Some argue that the Founding Fathers of the United States were influenced by Hebrew Scriptures, although academia often attributes the flowering of Western Civilization to the Greek philosophic tradition. The apparent dichotomy between “Athens” (reason) and Jerusalem (revelation) is one that is explored and debunked in scholar Yoram Hazony’s incredible new book, The Philosophy of Hebrew Scripture, which I had the privilege of reading before it was published by Cambridge University Press this year. Hazony, who is also Provost of the Shalem Center in Jerusalem, will be talking about his new book in Los Angeles on Monday, October 22, 7:30 pm at Stephen S. Wise Temple. (DVR the presidential debate or listen to it on the radio.
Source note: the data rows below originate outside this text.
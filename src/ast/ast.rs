use std::fmt::Display;

use crate::{
    lexer::tokens::{BigFloat, BigInt},
    Position, UnitId,
};

use super::{
    expressions::{
        ArrayAccessExpr, BinOpExpr, CatchExpr, ContainerInitExpr, FieldAccessExpr, FnCallExpr,
        PrefixOpExpr, SliceExpr, StructValueField,
    },
    statements::{
        AsmExpr, AsmOutputTarget, Block, Break, ComptimeDecl, Continue, ContainerField, Defer,
        FnDef, FnProto, ForExpr, IfExpr, ParamDecl, Return, SwitchExpr, SwitchProng, SwitchRange,
        TestDecl, UsingNamespace, VarDecl, WhileExpr,
    },
    types::{ArrayType, ContainerDecl, ErrorSetDecl, ErrorSetField, InferredArrayType, PointerType},
};

/// A syntax tree node.
///
/// Every node records where it starts and which compilation unit it belongs
/// to. Children are owned by their parent, so the tree never shares a
/// subtree and can be dropped as a unit.
#[derive(Debug, Clone, PartialEq)]
pub struct Node {
    pub kind: NodeKind,
    pub position: Position,
    pub owner: UnitId,
}

#[derive(Debug, Clone, PartialEq)]
pub enum NodeKind {
    // Declarations
    ContainerDecl(ContainerDecl),
    StructField(ContainerField),
    FnProto(FnProto),
    FnDef(FnDef),
    ParamDecl(ParamDecl),
    VariableDeclaration(VarDecl),
    TestDecl(TestDecl),
    ComptimeDecl(ComptimeDecl),
    UsingNamespace(UsingNamespace),
    ErrorSetDecl(ErrorSetDecl),
    ErrorSetField(ErrorSetField),

    // Statements and control flow
    Block(Block),
    Defer(Defer),
    Return(Return),
    Break(Break),
    Continue(Continue),
    CompTime(Box<Node>),
    NoSuspend(Box<Node>),
    Suspend(Option<Box<Node>>),
    Resume(Box<Node>),
    Await(Box<Node>),
    If(IfExpr),
    While(WhileExpr),
    For(ForExpr),
    Switch(SwitchExpr),
    SwitchProng(SwitchProng),
    SwitchRange(SwitchRange),
    Asm(AsmExpr),

    // Expressions
    BinOp(BinOpExpr),
    Catch(CatchExpr),
    PrefixOp(PrefixOpExpr),
    FnCall(FnCallExpr),
    ArrayAccess(ArrayAccessExpr),
    Slice(SliceExpr),
    FieldAccess(FieldAccessExpr),
    PtrDeref(Box<Node>),
    UnwrapOptional(Box<Node>),
    GroupedExpr(Box<Node>),
    ContainerInit(ContainerInitExpr),
    StructValueField(StructValueField),
    EnumLiteral(String),
    Symbol(String),
    IntLiteral(BigInt),
    FloatLiteral(BigFloat),
    StringLiteral(String),
    CharLiteral(u32),
    BoolLiteral(bool),
    NullLiteral,
    UndefinedLiteral,
    Unreachable,
    /// The `error` in `error.Name`.
    ErrorType,
    /// `anytype` as the type of a container field.
    AnyTypeField,

    // Type expressions
    PointerType(PointerType),
    ArrayType(ArrayType),
    InferredArrayType(InferredArrayType),
    /// `anyframe` or `anyframe->T`.
    AnyFrameType(Option<Box<Node>>),
}

impl Node {
    pub fn new(kind: NodeKind, position: Position, owner: UnitId) -> Self {
        Node {
            kind,
            position,
            owner,
        }
    }

    pub fn boxed(self) -> Box<Node> {
        Box::new(self)
    }

    /// Direct children in source order.
    pub fn children(&self) -> Vec<&Node> {
        fn push<'a>(out: &mut Vec<&'a Node>, node: &'a Option<Box<Node>>) {
            if let Some(node) = node {
                out.push(node);
            }
        }

        let mut out: Vec<&Node> = Vec::new();
        match &self.kind {
            NodeKind::ContainerDecl(decl) => {
                push(&mut out, &decl.init_arg);
                out.extend(decl.fields.iter());
                out.extend(decl.decls.iter());
            }
            NodeKind::StructField(field) => {
                push(&mut out, &field.ty);
                push(&mut out, &field.align);
                push(&mut out, &field.value);
            }
            NodeKind::FnProto(proto) => {
                out.extend(proto.params.iter());
                push(&mut out, &proto.align);
                push(&mut out, &proto.section);
                push(&mut out, &proto.callconv);
                push(&mut out, &proto.return_type);
            }
            NodeKind::FnDef(def) => {
                out.push(&def.proto);
                out.push(&def.body);
            }
            NodeKind::ParamDecl(param) => push(&mut out, &param.ty),
            NodeKind::VariableDeclaration(var) => {
                push(&mut out, &var.ty);
                push(&mut out, &var.align);
                push(&mut out, &var.section);
                push(&mut out, &var.init);
            }
            NodeKind::TestDecl(test) => out.push(&test.body),
            NodeKind::ComptimeDecl(decl) => out.push(&decl.block),
            NodeKind::UsingNamespace(using) => out.push(&using.expr),
            NodeKind::ErrorSetDecl(set) => out.extend(set.fields.iter()),
            NodeKind::ErrorSetField(field) => out.push(&field.name),
            NodeKind::Block(block) => out.extend(block.statements.iter()),
            NodeKind::Defer(defer) => out.push(&defer.expr),
            NodeKind::Return(ret) => push(&mut out, &ret.expr),
            NodeKind::Break(brk) => push(&mut out, &brk.expr),
            NodeKind::Continue(_) => {}
            NodeKind::CompTime(expr)
            | NodeKind::NoSuspend(expr)
            | NodeKind::Resume(expr)
            | NodeKind::Await(expr)
            | NodeKind::PtrDeref(expr)
            | NodeKind::UnwrapOptional(expr)
            | NodeKind::GroupedExpr(expr) => out.push(expr),
            NodeKind::Suspend(body) | NodeKind::AnyFrameType(body) => push(&mut out, body),
            NodeKind::If(expr) => {
                out.push(&expr.condition);
                out.push(&expr.then_body);
                push(&mut out, &expr.else_body);
            }
            NodeKind::While(expr) => {
                out.push(&expr.condition);
                push(&mut out, &expr.continue_expr);
                out.push(&expr.body);
                push(&mut out, &expr.else_body);
            }
            NodeKind::For(expr) => {
                out.push(&expr.array);
                out.push(&expr.body);
                push(&mut out, &expr.else_body);
            }
            NodeKind::Switch(expr) => {
                out.push(&expr.expr);
                out.extend(expr.prongs.iter());
            }
            NodeKind::SwitchProng(prong) => {
                out.extend(prong.items.iter());
                out.push(&prong.expr);
            }
            NodeKind::SwitchRange(range) => {
                out.push(&range.start);
                out.push(&range.end);
            }
            NodeKind::Asm(asm) => {
                out.push(&asm.template);
                for output in &asm.outputs {
                    if let AsmOutputTarget::ReturnType(ty) = &output.target {
                        out.push(ty);
                    }
                }
                out.extend(asm.inputs.iter().map(|input| input.expr.as_ref()));
            }
            NodeKind::BinOp(expr) => {
                out.push(&expr.lhs);
                out.push(&expr.rhs);
            }
            NodeKind::Catch(expr) => {
                out.push(&expr.lhs);
                out.push(&expr.rhs);
            }
            NodeKind::PrefixOp(expr) => out.push(&expr.operand),
            NodeKind::FnCall(call) => {
                out.push(&call.callee);
                out.extend(call.args.iter());
            }
            NodeKind::ArrayAccess(access) => {
                out.push(&access.array);
                out.push(&access.subscript);
            }
            NodeKind::Slice(slice) => {
                out.push(&slice.array);
                out.push(&slice.start);
                push(&mut out, &slice.end);
                push(&mut out, &slice.sentinel);
            }
            NodeKind::FieldAccess(access) => out.push(&access.container),
            NodeKind::ContainerInit(init) => {
                push(&mut out, &init.ty);
                out.extend(init.entries.iter());
            }
            NodeKind::StructValueField(field) => out.push(&field.value),
            NodeKind::PointerType(ptr) => {
                push(&mut out, &ptr.sentinel);
                push(&mut out, &ptr.align);
                out.push(&ptr.child);
            }
            NodeKind::ArrayType(array) => {
                push(&mut out, &array.size);
                push(&mut out, &array.sentinel);
                push(&mut out, &array.align);
                out.push(&array.child);
            }
            NodeKind::InferredArrayType(array) => {
                push(&mut out, &array.sentinel);
                out.push(&array.child);
            }
            NodeKind::EnumLiteral(_)
            | NodeKind::Symbol(_)
            | NodeKind::IntLiteral(_)
            | NodeKind::FloatLiteral(_)
            | NodeKind::StringLiteral(_)
            | NodeKind::CharLiteral(_)
            | NodeKind::BoolLiteral(_)
            | NodeKind::NullLiteral
            | NodeKind::UndefinedLiteral
            | NodeKind::Unreachable
            | NodeKind::ErrorType
            | NodeKind::AnyTypeField => {}
        }
        out
    }

    /// Number of nodes in this subtree, including `self`.
    pub fn node_count(&self) -> usize {
        1 + self
            .children()
            .into_iter()
            .map(Node::node_count)
            .sum::<usize>()
    }

    /// Name of the variant, used in logs and test failure messages.
    pub fn kind_name(&self) -> &'static str {
        match &self.kind {
            NodeKind::ContainerDecl(_) => "ContainerDecl",
            NodeKind::StructField(_) => "StructField",
            NodeKind::FnProto(_) => "FnProto",
            NodeKind::FnDef(_) => "FnDef",
            NodeKind::ParamDecl(_) => "ParamDecl",
            NodeKind::VariableDeclaration(_) => "VariableDeclaration",
            NodeKind::TestDecl(_) => "TestDecl",
            NodeKind::ComptimeDecl(_) => "ComptimeDecl",
            NodeKind::UsingNamespace(_) => "UsingNamespace",
            NodeKind::ErrorSetDecl(_) => "ErrorSetDecl",
            NodeKind::ErrorSetField(_) => "ErrorSetField",
            NodeKind::Block(_) => "Block",
            NodeKind::Defer(_) => "Defer",
            NodeKind::Return(_) => "Return",
            NodeKind::Break(_) => "Break",
            NodeKind::Continue(_) => "Continue",
            NodeKind::CompTime(_) => "CompTime",
            NodeKind::NoSuspend(_) => "NoSuspend",
            NodeKind::Suspend(_) => "Suspend",
            NodeKind::Resume(_) => "Resume",
            NodeKind::Await(_) => "Await",
            NodeKind::If(_) => "If",
            NodeKind::While(_) => "While",
            NodeKind::For(_) => "For",
            NodeKind::Switch(_) => "Switch",
            NodeKind::SwitchProng(_) => "SwitchProng",
            NodeKind::SwitchRange(_) => "SwitchRange",
            NodeKind::Asm(_) => "Asm",
            NodeKind::BinOp(_) => "BinOp",
            NodeKind::Catch(_) => "Catch",
            NodeKind::PrefixOp(_) => "PrefixOp",
            NodeKind::FnCall(_) => "FnCall",
            NodeKind::ArrayAccess(_) => "ArrayAccess",
            NodeKind::Slice(_) => "Slice",
            NodeKind::FieldAccess(_) => "FieldAccess",
            NodeKind::PtrDeref(_) => "PtrDeref",
            NodeKind::UnwrapOptional(_) => "UnwrapOptional",
            NodeKind::GroupedExpr(_) => "GroupedExpr",
            NodeKind::ContainerInit(_) => "ContainerInit",
            NodeKind::StructValueField(_) => "StructValueField",
            NodeKind::EnumLiteral(_) => "EnumLiteral",
            NodeKind::Symbol(_) => "Symbol",
            NodeKind::IntLiteral(_) => "IntLiteral",
            NodeKind::FloatLiteral(_) => "FloatLiteral",
            NodeKind::StringLiteral(_) => "StringLiteral",
            NodeKind::CharLiteral(_) => "CharLiteral",
            NodeKind::BoolLiteral(_) => "BoolLiteral",
            NodeKind::NullLiteral => "NullLiteral",
            NodeKind::UndefinedLiteral => "UndefinedLiteral",
            NodeKind::Unreachable => "Unreachable",
            NodeKind::ErrorType => "ErrorType",
            NodeKind::AnyTypeField => "AnyTypeField",
            NodeKind::PointerType(_) => "PointerType",
            NodeKind::ArrayType(_) => "ArrayType",
            NodeKind::InferredArrayType(_) => "InferredArrayType",
            NodeKind::AnyFrameType(_) => "AnyFrameType",
        }
    }
}

impl Display for Node {
    fn fmt(&self, f: &mut std::fmt::Formatter<'_>) -> std::fmt::Result {
        write!(f, "{} @ {}", self.kind_name(), self.position)
    }
}

/// Binary operators, grouped by the precedence level that parses them.
#[derive(Debug, Clone, Copy, PartialEq, Eq, Hash)]
pub enum BinaryOperator {
    // AssignExpr
    Assign,
    AssignTimes,
    AssignTimesWrap,
    AssignDiv,
    AssignMod,
    AssignPlus,
    AssignPlusWrap,
    AssignMinus,
    AssignMinusWrap,
    AssignBitShiftLeft,
    AssignBitShiftRight,
    AssignBitAnd,
    AssignBitXor,
    AssignBitOr,

    // Expr / BoolAndExpr
    BoolOr,
    BoolAnd,

    // CompareExpr
    CmpEq,
    CmpNotEq,
    CmpLessThan,
    CmpGreaterThan,
    CmpLessOrEq,
    CmpGreaterOrEq,

    // BitwiseExpr
    BinAnd,
    BinXor,
    BinOr,
    UnwrapOptional,

    // BitShiftExpr
    BitShiftLeft,
    BitShiftRight,

    // AdditionExpr
    Add,
    AddWrap,
    Sub,
    SubWrap,
    ArrayCat,

    // MultiplyExpr
    MergeErrorSets,
    Mult,
    MultWrap,
    Div,
    Mod,
    ArrayMult,

    // ErrorUnionExpr
    ErrorUnion,
}

impl BinaryOperator {
    pub fn symbol(self) -> &'static str {
        match self {
            BinaryOperator::Assign => "=",
            BinaryOperator::AssignTimes => "*=",
            BinaryOperator::AssignTimesWrap => "*%=",
            BinaryOperator::AssignDiv => "/=",
            BinaryOperator::AssignMod => "%=",
            BinaryOperator::AssignPlus => "+=",
            BinaryOperator::AssignPlusWrap => "+%=",
            BinaryOperator::AssignMinus => "-=",
            BinaryOperator::AssignMinusWrap => "-%=",
            BinaryOperator::AssignBitShiftLeft => "<<=",
            BinaryOperator::AssignBitShiftRight => ">>=",
            BinaryOperator::AssignBitAnd => "&=",
            BinaryOperator::AssignBitXor => "^=",
            BinaryOperator::AssignBitOr => "|=",
            BinaryOperator::BoolOr => "or",
            BinaryOperator::BoolAnd => "and",
            BinaryOperator::CmpEq => "==",
            BinaryOperator::CmpNotEq => "!=",
            BinaryOperator::CmpLessThan => "<",
            BinaryOperator::CmpGreaterThan => ">",
            BinaryOperator::CmpLessOrEq => "<=",
            BinaryOperator::CmpGreaterOrEq => ">=",
            BinaryOperator::BinAnd => "&",
            BinaryOperator::BinXor => "^",
            BinaryOperator::BinOr => "|",
            BinaryOperator::UnwrapOptional => "orelse",
            BinaryOperator::BitShiftLeft => "<<",
            BinaryOperator::BitShiftRight => ">>",
            BinaryOperator::Add => "+",
            BinaryOperator::AddWrap => "+%",
            BinaryOperator::Sub => "-",
            BinaryOperator::SubWrap => "-%",
            BinaryOperator::ArrayCat => "++",
            BinaryOperator::MergeErrorSets => "||",
            BinaryOperator::Mult => "*",
            BinaryOperator::MultWrap => "*%",
            BinaryOperator::Div => "/",
            BinaryOperator::Mod => "%",
            BinaryOperator::ArrayMult => "**",
            BinaryOperator::ErrorUnion => "!",
        }
    }
}

impl Display for BinaryOperator {
    fn fmt(&self, f: &mut std::fmt::Formatter<'_>) -> std::fmt::Result {
        write!(f, "{}", self.symbol())
    }
}

#[derive(Debug, Clone, Copy, PartialEq, Eq, Hash)]
pub enum PrefixOperator {
    BoolNot,
    Negation,
    NegationWrap,
    BinNot,
    AddrOf,
    OptionalType,
}

/// Declaration visibility.
#[derive(Debug, Clone, Copy, PartialEq, Eq, Default)]
pub enum VisibMod {
    #[default]
    Private,
    Public,
}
This is a talk not to be missed.)
Hazony successfully makes the case for reading the Hebrew Bible as a book of reason, not revelation. “If we want to understand the ideas the Hebrew Scriptures were written to advance,” he writes in the first chapter, “we should read the texts much as we read the writings of Plato or Hobbes – as works of reasons or philosophy composed to assist individuals and nations looking to discover the true and the good in accordance with man’s natural abilities.”
This book is a watershed for academia, which has largely rejected the Hebrew Bible from inclusion into the pantheon of great philosophical documents, but the book also has the potential to transform our understanding of the role that Hebrew Scriptures, or Torah, should and could have in shaping the philosophical and hence political foundations of the Jewish State.
The Torah is dismissed all too often by secular Jews as an antiquated relic containing little value to the development of the Jewish state. Orthodox Jews often elevate the ritual aspects of law contained therein over the broad philosophic principles. Indeed, the secular founders adopted much of Britain’s parliamentary system and codes of law. Some Orthodox Jews seek to impose laws relating to halachic observance upon the citizens of Israel. This is what causes secular Jews to believe that any invocation of the Bible to guide the governance of the state smacks of theocracy.
In reading the Torah as a book of reason, Hazony argues, we find that a major theme and even virtue of the Torah is non-conformity and rebellion against unjust authority, whether it be family, government, and even God himself. Abel, Abraham, and Moses were all free thinkers, seeking to live the best lives they could according to ethics flowing from rational observation, finding better ways of living and being, and heeding the call to perfect the world according to the values they ultimately deemed best for advancing humanity.
Hazony re-introduces Jeremiah as the Bible's champion of reason, with Jeremiah telling the Israelites: “Go up and down the streets of Jerusalem, and see, if you can, and know, and search its broad places: If you can find a man, if there is one who does justice and seeks truth, and I will forgive her.”
Hazony sets up the archetype of the shepherd (the wandering free thinker) against that of the farmer (the toiler bound to the land). To understand these archetypes in modern terms, I’d like to think of the shepherd as the hi-tech entrepreneur who could wander anywhere with his brain power and create prosperity. In that sense Israel, with its economy indebted to the hi-tech industry, is the land of shepherds. The farmers are those dependent on their immediate natural resources for subsistence. In that sense, the oil rich nations of the Middle East are the lands of farmers. And it is an immediate dependency on natural resources, or colloquially “making a living,” that often compel individuals and nations such as Israel to sacrifice their long-term rational and ethical self-interest for immediate practical concerns. (Watch the video trailer below!)
It is precisely Hazony’s reading of the Torah that can guide Israel toward writing a constitution that ensures the Jewish State remains democratic, rational and free because, ultimately, the founding document of the Jewish people is about reason and an ethical system flowing from reason. And it is the call toward independent thought and anti-authoritarianism—the qualities of the shepherd--that Israel must embrace to defy world opinion and do what is ultimately just and true for her survival.